Pubblichiamo la prefazione del cardinale Angelo Scola al volume «Percorsi di vita buona».
Il 10 novembre 2015, in occasione del V Convegno ecclesiale nazionale della Chiesa italiana a Firenze, dal titolo «In Gesù Cristo un nuovo umanesimo», papa Francesco tracciò un quadro del tempo presente diventato ormai celebre: «Si può dire che oggi non viviamo un’epoca di cambiamento quanto un cambiamento d’epoca. Le situazioni che viviamo oggi pongono dunque sfide nuove che per noi a volte sono persino difficili da comprendere. Questo nostro tempo richiede di vivere i problemi come sfide e non come ostacoli: il Signore è attivo e all’opera nel mondo. Voi, dunque, uscite per le strade e andate ai crocicchi: tutti quelli che troverete, chiamateli, nessuno escluso (cfr. Mt 22,9). Soprattutto accompagnate chi è rimasto al bordo della strada, “zoppi, storpi, ciechi, sordi” (Mt 15,30). Dovunque voi siate, non costruite mai muri né frontiere, ma piazze e ospedali da campo».
La fortuna di queste parole è ovviamente legata alla perspicacia con cui esse interpretano l’attuale frangente storico. L’inizio del Terzo Millennio, che a molti è apparso piuttosto come il culmine del lungo percorso umano e culturale cominciato con la modernità, ci ha sorpreso per il suo carattere quasi inedito. Non solo per la velocità, veramente sbalorditiva, con cui l’alleanza tra scienza e tecnica sta trasformando la vita di tutti – basti pensare, per limitarmi a un esempio banalissimo, allo tsunami causato nel nostro quotidiano dai telefoni cellulari -, ma soprattutto per la portata delle questioni messe sul tappeto. Chi avrebbe mai pensato che, dopo la vittoria sulle utopie totalitarie del XX secolo e la loro sostanziale negazione dell’humanum, ci saremmo trovati a parlare di transumanesimo?
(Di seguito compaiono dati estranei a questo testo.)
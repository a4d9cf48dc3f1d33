//! Database store wrapper.

use crate::error::{Error, Result};
use crate::models::*;
use chrono::{DateTime, Utc};
use native_db::*;
use skillforge_core::{AppState, EngineConfig};
use std::path::Path;
use std::sync::LazyLock;
use tracing::{debug, info, warn};

// Static models for the database
static MODELS: LazyLock<std::result::Result<Models, String>> = LazyLock::new(|| {
    let mut models = Models::new();
    models.define::<StoredState>().map_err(|e| e.to_string())?;
    Ok(models)
});

fn models() -> Result<&'static Models> {
    MODELS.as_ref().map_err(|e| Error::Database(e.clone()))
}

/// Database store for the persisted application state.
pub struct Store {
    pub(crate) db: Database<'static>,
}

impl Store {
    /// Open or create a database at the given path.
    pub fn open(path: impl AsRef<Path>) -> Result<Self> {
        let db = Builder::new()
            .create(models()?, path.as_ref())
            .map_err(|e| Error::Database(e.to_string()))?;
        Ok(Self { db })
    }

    /// Create an in-memory database.
    pub fn in_memory() -> Result<Self> {
        let db = Builder::new()
            .create_in_memory(models()?)
            .map_err(|e| Error::Database(e.to_string()))?;
        Ok(Self { db })
    }

    /// Save the application state, replacing the previous snapshot.
    pub fn save_state(&self, state: &AppState) -> Result<()> {
        let payload = serde_json::to_string(state)?;
        let stored = StoredState::new(payload, Utc::now().timestamp_millis());
        let bytes = stored.payload.len();
        let rw = self.db.rw_transaction()?;
        rw.upsert(stored)?;
        rw.commit()?;
        debug!(bytes, trees = state.skills().len(), "state saved");
        Ok(())
    }

    /// Load the stored state; `None` when nothing has been saved yet.
    pub fn try_load_state(&self) -> Result<Option<AppState>> {
        let Some(stored) = self.load_row()? else {
            return Ok(None);
        };
        let document: serde_json::Value = serde_json::from_str(&stored.payload)?;
        let state = serde_json::from_value(unwrap_envelope(document))?;
        Ok(Some(state))
    }

    /// Load the stored state, falling back to the empty default.
    pub fn load_state(&self) -> AppState {
        match self.try_load_state() {
            Ok(Some(state)) => {
                info!(trees = state.skills().len(), "state restored");
                state
            }
            Ok(None) => {
                debug!("no stored state, starting fresh");
                AppState::default()
            }
            Err(e) => {
                warn!(error = %e, "stored state unreadable, starting fresh");
                AppState::default()
            }
        }
    }

    /// Load the stored state and attach `config` to it.
    pub fn load_state_with(&self, config: EngineConfig) -> AppState {
        let mut state = self.load_state();
        state.set_config(config);
        state
    }

    /// When the stored state was last written.
    pub fn saved_at(&self) -> Result<Option<DateTime<Utc>>> {
        Ok(self
            .load_row()?
            .and_then(|s| DateTime::from_timestamp_millis(s.saved_at)))
    }

    /// Clear all data.
    pub fn clear(&self) -> Result<()> {
        let rw = self.db.rw_transaction()?;
        if let Some(stored) = rw.get().primary::<StoredState>(STORAGE_KEY.to_string())? {
            rw.remove(stored)?;
        }
        rw.commit()?;
        Ok(())
    }

    fn load_row(&self) -> Result<Option<StoredState>> {
        let r = self.db.r_transaction()?;
        let stored: Option<StoredState> = r.get().primary(STORAGE_KEY.to_string())?;
        Ok(stored)
    }

    #[cfg(test)]
    fn put_raw(&self, payload: &str) -> Result<()> {
        let rw = self.db.rw_transaction()?;
        rw.upsert(StoredState::new(payload.to_string(), 0))?;
        rw.commit()?;
        Ok(())
    }
}

/// Accept both a bare state document and one wrapped as `{"state": .., "version": ..}`
fn unwrap_envelope(mut document: serde_json::Value) -> serde_json::Value {
    if document.get("state").is_some_and(serde_json::Value::is_object) {
        return document["state"].take();
    }
    document
}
Francesco non è ingenuo e riconosce che non di rado il cambiamento d’epoca è difficile da comprendere.
È questa la prima chiave che mi ha guidato, lungo gli anni di ministero episcopale ambrosiano, continuando la tradizione dei Discorsi alla città in occasione della solennità di Sant’Ambrogio, a cercare di comprendere il nostro tempo, cioè a guardare fino in fondo il presente. In questa prospettiva, i temi dei Discorsi intercettano gli interrogativi che popolano la vita sociale del nostro Paese: la crisi, la libertà religiosa e il ruolo pubblico delle religioni, l’ecologia e lo sviluppo sostenibile, l’umanesimo, la giustizia, l’eguaglianza e l’emarginazione, il ruolo dell’Europa… Sono tutte questioni che ci interessano, o meglio ancora, da cui non possiamo prescindere a meno di delegare ad altri la ricerca delle ragioni per una vita buona, personale e sociale. Il desiderio di comprendere il presente è una delle caratteristiche della dottrina sociale della Chiesa: in questa grande scia si sono sempre situati gli interventi degli arcivescovi milanesi in occasione della festa del santo patrono.
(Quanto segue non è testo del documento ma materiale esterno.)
//! A user's collection of skill trees

use crate::tree::percent;
use crate::{Error, Result, SkillTree};
use indexmap::IndexMap;
use serde::{Deserialize, Serialize};

/// XP totals for one category
#[derive(Debug, Clone, PartialEq, Eq, Serialize, Deserialize)]
pub struct CategoryStats {
    pub name: String,
    /// Sum of the trees' `total_xp` targets
    pub total: u64,
    /// Sum of XP earned from completed nodes
    pub earned: u64,
    /// `round(100 * earned / total)`, 0 when `total` is 0
    pub percent: u32,
}

/// Skill trees keyed by name, in insertion order
///
/// Serializes as a plain list of trees.
#[derive(Debug, Clone, Default, PartialEq, Serialize, Deserialize)]
#[serde(from = "Vec<SkillTree>", into = "Vec<SkillTree>")]
pub struct SkillCollection {
    trees: IndexMap<String, SkillTree>,
}

impl SkillCollection {
    pub fn new() -> Self {
        Self::default()
    }

    pub fn len(&self) -> usize {
        self.trees.len()
    }

    pub fn is_empty(&self) -> bool {
        self.trees.is_empty()
    }

    pub fn contains(&self, name: &str) -> bool {
        self.trees.contains_key(name)
    }

    pub fn get(&self, name: &str) -> Option<&SkillTree> {
        self.trees.get(name)
    }

    /// Get a tree or fail with `TreeNotFound`
    pub fn require(&self, name: &str) -> Result<&SkillTree> {
        self.get(name)
            .ok_or_else(|| Error::TreeNotFound(name.to_string()))
    }

    pub fn iter(&self) -> impl Iterator<Item = &SkillTree> {
        self.trees.values()
    }

    pub fn names(&self) -> impl Iterator<Item = &str> {
        self.trees.keys().map(String::as_str)
    }

    /// Append a tree unless one with the same name exists
    ///
    /// Returns `false` (and changes nothing) on a name collision.
    pub fn add_tree(&mut self, tree: SkillTree) -> bool {
        if self.trees.contains_key(&tree.name) {
            return false;
        }
        self.trees.insert(tree.name.clone(), tree);
        true
    }

    /// Validate and store a tree, replacing any tree with the same name wholesale
    ///
    /// A replaced tree keeps its position in the collection.
    pub fn import_tree(&mut self, tree: SkillTree) -> Result<()> {
        tree.validate()?;
        self.trees.insert(tree.name.clone(), tree);
        Ok(())
    }

    /// Store a tree under its name without validation
    pub(crate) fn put(&mut self, tree: SkillTree) {
        self.trees.insert(tree.name.clone(), tree);
    }

    pub fn remove_tree(&mut self, name: &str) -> Option<SkillTree> {
        self.trees.shift_remove(name)
    }

    /// Sum of earned XP across every tree
    pub fn total_xp(&self) -> u64 {
        self.iter().map(SkillTree::earned_xp).sum()
    }

    /// Target and earned XP grouped by category, in first-seen order
    pub fn category_breakdown(&self) -> Vec<CategoryStats> {
        let mut buckets: IndexMap<&str, (u64, u64)> = IndexMap::new();
        for tree in self.iter() {
            let bucket = buckets.entry(tree.category.as_str()).or_default();
            bucket.0 += tree.total_xp;
            bucket.1 += tree.earned_xp();
        }
        buckets
            .into_iter()
            .map(|(name, (total, earned))| CategoryStats {
                name: name.to_string(),
                total,
                earned,
                percent: percent(earned, total),
            })
            .collect()
    }
}

impl From<Vec<SkillTree>> for SkillCollection {
    fn from(trees: Vec<SkillTree>) -> Self {
        let mut collection = Self::new();
        for tree in trees {
            collection.put(tree);
        }
        collection
    }
}

impl From<SkillCollection> for Vec<SkillTree> {
    fn from(collection: SkillCollection) -> Self {
        collection.trees.into_values().collect()
    }
}

#[cfg(test)]
mod tests {
    use super::*;
    use crate::{Node, NodeId, Status, Tier};

    fn tree(name: &str, category: &str, total_xp: u64, done_xp: u32) -> SkillTree {
        let mut tree = SkillTree::new(name, "").with_category(category);
        tree.total_xp = total_xp;
        tree.branches = vec![
            Node::new("done", "Done", Tier::Basic, done_xp).with_status(Status::Completed),
            Node::new("todo", "Todo", Tier::Basic, 1000).with_status(Status::Available),
        ];
        tree
    }

    #[test]
    fn test_add_tree_keeps_existing() {
        let mut collection = SkillCollection::new();
        assert!(collection.add_tree(tree("Rust", "Coding", 100, 10)));
        assert!(!collection.add_tree(tree("Rust", "Coding", 999, 99)));
        assert_eq!(collection.len(), 1);
        assert_eq!(collection.require("Rust").unwrap().total_xp, 100);
    }

    #[test]
    fn test_import_replaces_wholesale() {
        let mut collection = SkillCollection::new();
        collection.add_tree(tree("Rust", "Coding", 100, 10));
        collection.add_tree(tree("Piano", "Music", 100, 10));

        let mut fresh = tree("Rust", "Coding", 500, 0);
        fresh.branches[0].status = Status::Locked;
        collection.import_tree(fresh.clone()).unwrap();

        assert_eq!(collection.len(), 2);
        assert_eq!(collection.names().collect::<Vec<_>>(), vec!["Rust", "Piano"]);
        let stored = collection.require("Rust").unwrap();
        assert_eq!(stored, &fresh);
        assert_eq!(
            stored.find_node(&NodeId::new("done")).unwrap().status,
            Status::Locked
        );
    }

    #[test]
    fn test_import_rejects_invalid() {
        let mut collection = SkillCollection::new();
        let result = collection.import_tree(SkillTree::new("", ""));
        assert!(matches!(result, Err(Error::Validation(_))));
        assert!(collection.is_empty());
    }

    #[test]
    fn test_total_xp() {
        let mut collection = SkillCollection::new();
        collection.add_tree(tree("Rust", "Coding", 100, 10));
        collection.add_tree(tree("Go", "Coding", 100, 25));
        assert_eq!(collection.total_xp(), 35);
    }

    #[test]
    fn test_category_breakdown() {
        let mut collection = SkillCollection::new();
        collection.add_tree(tree("Rust", "Coding", 100, 10));
        collection.add_tree(tree("Piano", "Music", 0, 40));
        collection.add_tree(tree("Go", "Coding", 300, 90));

        let stats = collection.category_breakdown();
        assert_eq!(
            stats,
            vec![
                CategoryStats {
                    name: "Coding".to_string(),
                    total: 400,
                    earned: 100,
                    percent: 25,
                },
                CategoryStats {
                    name: "Music".to_string(),
                    total: 0,
                    earned: 40,
                    percent: 0,
                },
            ]
        );
    }

    #[test]
    fn test_serializes_as_list() {
        let mut collection = SkillCollection::new();
        collection.add_tree(tree("Rust", "Coding", 100, 10));
        let json = serde_json::to_string(&collection).unwrap();
        assert!(json.starts_with('['));
        let back: SkillCollection = serde_json::from_str(&json).unwrap();
        assert_eq!(back, collection);
    }
}
//! Skill tree and subtree payload schemas

use super::node::{convert_all, RawNode};
use super::{required, xp_value, RawXp, Rules};
use crate::error::{Error, Result};
use serde::Deserialize;
use skillforge_core::SkillTree;

/// A full tree document
#[derive(Debug, Clone, Default, Deserialize)]
#[serde(rename_all = "camelCase")]
pub struct RawTree {
    #[serde(default, alias = "name")]
    pub skill_name: Option<String>,
    #[serde(default)]
    pub description: Option<String>,
    #[serde(default)]
    pub category: Option<String>,
    #[serde(default)]
    pub total_xp: Option<RawXp>,
    #[serde(default, alias = "children")]
    pub branches: Option<Vec<RawNode>>,
}

impl RawTree {
    /// Validate into a core tree
    ///
    /// A missing `totalXp` falls back to the sum of all node rewards.
    pub fn into_tree(self, fallback_category: &str, rules: &Rules) -> Result<SkillTree> {
        let name = required(self.skill_name, "skillName")?;
        let raw_branches = self
            .branches
            .ok_or_else(|| Error::MissingField("branches".to_string()))?;
        let branches = convert_all(raw_branches, "branches", 1, rules)?;

        let category = self
            .category
            .filter(|c| !c.trim().is_empty())
            .unwrap_or_else(|| fallback_category.to_string());

        let mut tree = SkillTree::new(name, self.description.unwrap_or_default())
            .with_category(category);
        tree.branches = branches;
        tree.total_xp = match self.total_xp {
            Some(xp) => xp_value(xp, u64::MAX, "totalXp")?,
            None => tree.iter().map(|n| u64::from(n.xp_reward)).sum(),
        };
        Ok(tree)
    }
}

/// Children generated for an existing node
#[derive(Debug, Clone, Default, Deserialize)]
pub struct RawSubtree {
    #[serde(default, alias = "children")]
    pub branches: Option<Vec<RawNode>>,
}

#[cfg(test)]
mod tests {
    use super::*;

    const RULES: Rules = Rules {
        max_depth: Some(8),
        keep_progress: false,
    };

    #[test]
    fn test_tree_defaults() {
        let raw: RawTree = serde_json::from_str(
            r#"{"name":"Chess","branches":[
                {"id":"a","name":"Openings","level":"Basic","xpReward":100},
                {"id":"b","name":"Endgames","level":"Advanced","xpReward":250}]}"#,
        )
        .unwrap();
        let tree = raw.into_tree("Other", &RULES).unwrap();
        assert_eq!(tree.name, "Chess");
        assert_eq!(tree.category, "Other");
        assert_eq!(tree.total_xp, 350);
        assert_eq!(tree.branches.len(), 2);
    }

    #[test]
    fn test_tree_requires_name_and_branches() {
        let raw: RawTree = serde_json::from_str(r#"{"skillName":" ","branches":[]}"#).unwrap();
        assert!(matches!(
            raw.into_tree("Other", &RULES),
            Err(Error::MissingField(ref f)) if f == "skillName"
        ));
        let raw: RawTree = serde_json::from_str(r#"{"skillName":"Go"}"#).unwrap();
        assert!(matches!(
            raw.into_tree("Other", &RULES),
            Err(Error::MissingField(ref f)) if f == "branches"
        ));
    }

    #[test]
    fn test_payload_category_wins_over_fallback() {
        let raw: RawTree = serde_json::from_str(
            r#"{"skillName":"Go","category":"Coding","totalXp":10,"branches":[]}"#,
        )
        .unwrap();
        let tree = raw.into_tree("Other", &RULES).unwrap();
        assert_eq!(tree.category, "Coding");
        assert_eq!(tree.total_xp, 10);
    }
}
Una seconda chiave di lettura che, a mio giudizio, attraversa i Discorsi di Sant’Ambrogio è la decisione di assumere la propria responsabilità civile offrendo a tutti – nell’agone della società plurale – una proposta ragionata e libera col desiderio di favorire vie comuni di collaborazione e di edificazione sociale. Sono infatti convinto che i cristiani siano chiamati a essere – per dirlo con Péguy – «eredi degli antichi civici, universalmente, eternamente civici». In questo senso, il forte invito del Papa a uscire verso le periferie e ad abbattere i muri, chiede a noi tutti di abolire radicalmente ogni forma di esclusione. Sarà questo, infatti, uno dei pilastri della civiltà che insieme siamo chiamati a edificare.
Infine, come i lettori potranno verificare direttamente addentrandosi nel percorso del volume, la prospettiva con cui i testi sono stati pensati e redatti è quella del futuro. Né rimpianto per un passato che non tornerà più, né lamento per le difficoltà del presente – ovviamente senza ingenui irenismi e nel tentativo di farsi carico di tutta la complessità che caratterizza il nostro tempo -, ma una domanda sul futuro: quale uomo, quale Milano, quale Europa vogliamo?
Comprendere, proporre e fare un cammino con chi lo vorrà. Ecco l’ordito di quanto ho voluto offrire a tutti coi Discorsi di Sant’Ambrogio.